▶ **Task prompt**
Each entry must be output once more without any change.

▶ **The data**
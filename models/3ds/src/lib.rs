pub mod a3ds;
//! Error types for the editor

use crate::path::Path;
use thiserror::Error;

#[derive(Error, Debug)]
pub enum EditorError {
    #[error("No node at path {0}")]
    InvalidPath(Path),

    #[error("Node at {0} is not a text leaf")]
    NotAText(Path),

    #[error("Node at {0} is not an element")]
    NotAnElement(Path),

    #[error("Offset {offset} is out of range for text of length {len} at {path}")]
    OffsetOutOfRange { path: Path, offset: usize, len: usize },

    #[error("Editor has no selection")]
    NoSelection,

    #[error("Invalid operation: {0}")]
    InvalidOperation(String),

    #[error("Normalization did not settle after {iterations} repairs")]
    NormalizationDiverged { iterations: usize },

    #[error("Load error: {0}")]
    Load(#[from] LoadError),

    #[error("JSON error: {0}")]
    Json(#[from] serde_json::Error),

    #[error("IO error: {0}")]
    Io(#[from] std::io::Error),
}

impl EditorError {
    pub fn invalid_operation(message: impl Into<String>) -> Self {
        Self::InvalidOperation(message.into())
    }
}

/// Structural problems found in a serialized document before it becomes active
#[derive(Error, Debug)]
pub enum LoadError {
    #[error("Malformed document: {0}")]
    Json(#[from] serde_json::Error),

    #[error("Void node at {path} has {count} children (expected one empty text)")]
    VoidChildren { path: Path, count: usize },

    #[error("Void node at {path} has a non-text child")]
    VoidNonTextChild { path: Path },

    #[error("Inline node at {path} is not inside a block")]
    InlineAtTopLevel { path: Path },

    #[error("Text leaf at {path} is not inside a block")]
    TextAtTopLevel { path: Path },

    #[error("Block node at {path} is nested inside an inline")]
    BlockInsideInline { path: Path },

    #[error("Selection does not fit the document: {0}")]
    InvalidSelection(String),
}

pub type EditorResult<T> = Result<T, EditorError>;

▶ **Your response**
filename models/3ds/src/lib.rs
pub mod a3ds;
//! Error types for the editor

use crate::path::Path;
use thiserror::Error;

#[derive(Error, Debug)]
pub enum EditorError {
    #[error("No node at path {0}")]
    InvalidPath(Path),

    #[error("Node at {0} is not a text leaf")]
    NotAText(Path),

    #[error("Node at {0} is not an element")]
    NotAnElement(Path),

    #[error("Offset {offset} is out of range for text of length {len} at {path}")]
    OffsetOutOfRange { path: Path, offset: usize, len: usize },

    #[error("Editor has no selection")]
    NoSelection,

    #[error("Invalid operation: {0}")]
    InvalidOperation(String),

    #[error("Normalization did not settle after {iterations} repairs")]
    NormalizationDiverged { iterations: usize },

    #[error("Load error: {0}")]
    Load(#[from] LoadError),

    #[error("JSON error: {0}")]
    Json(#[from] serde_json::Error),

    #[error("IO error: {0}")]
    Io(#[from] std::io::Error),
}

impl EditorError {
    pub fn invalid_operation(message: impl Into<String>) -> Self {
        Self::InvalidOperation(message.into())
    }
}

/// Structural problems found in a serialized document before it becomes active
#[derive(Error, Debug)]
pub enum LoadError {
    #[error("Malformed document: {0}")]
    Json(#[from] serde_json::Error),

    #[error("Void node at {path} has {count} children (expected one empty text)")]
    VoidChildren { path: Path, count: usize },

    #[error("Void node at {path} has a non-text child")]
    VoidNonTextChild { path: Path },

    #[error("Inline node at {path} is not inside a block")]
    InlineAtTopLevel { path: Path },

    #[error("Text leaf at {path} is not inside a block")]
    TextAtTopLevel { path: Path },

    #[error("Block node at {path} is nested inside an inline")]
    BlockInsideInline { path: Path },

    #[error("Selection does not fit the document: {0}")]
    InvalidSelection(String),
}

pub type EditorResult<T> = Result<T, EditorError>;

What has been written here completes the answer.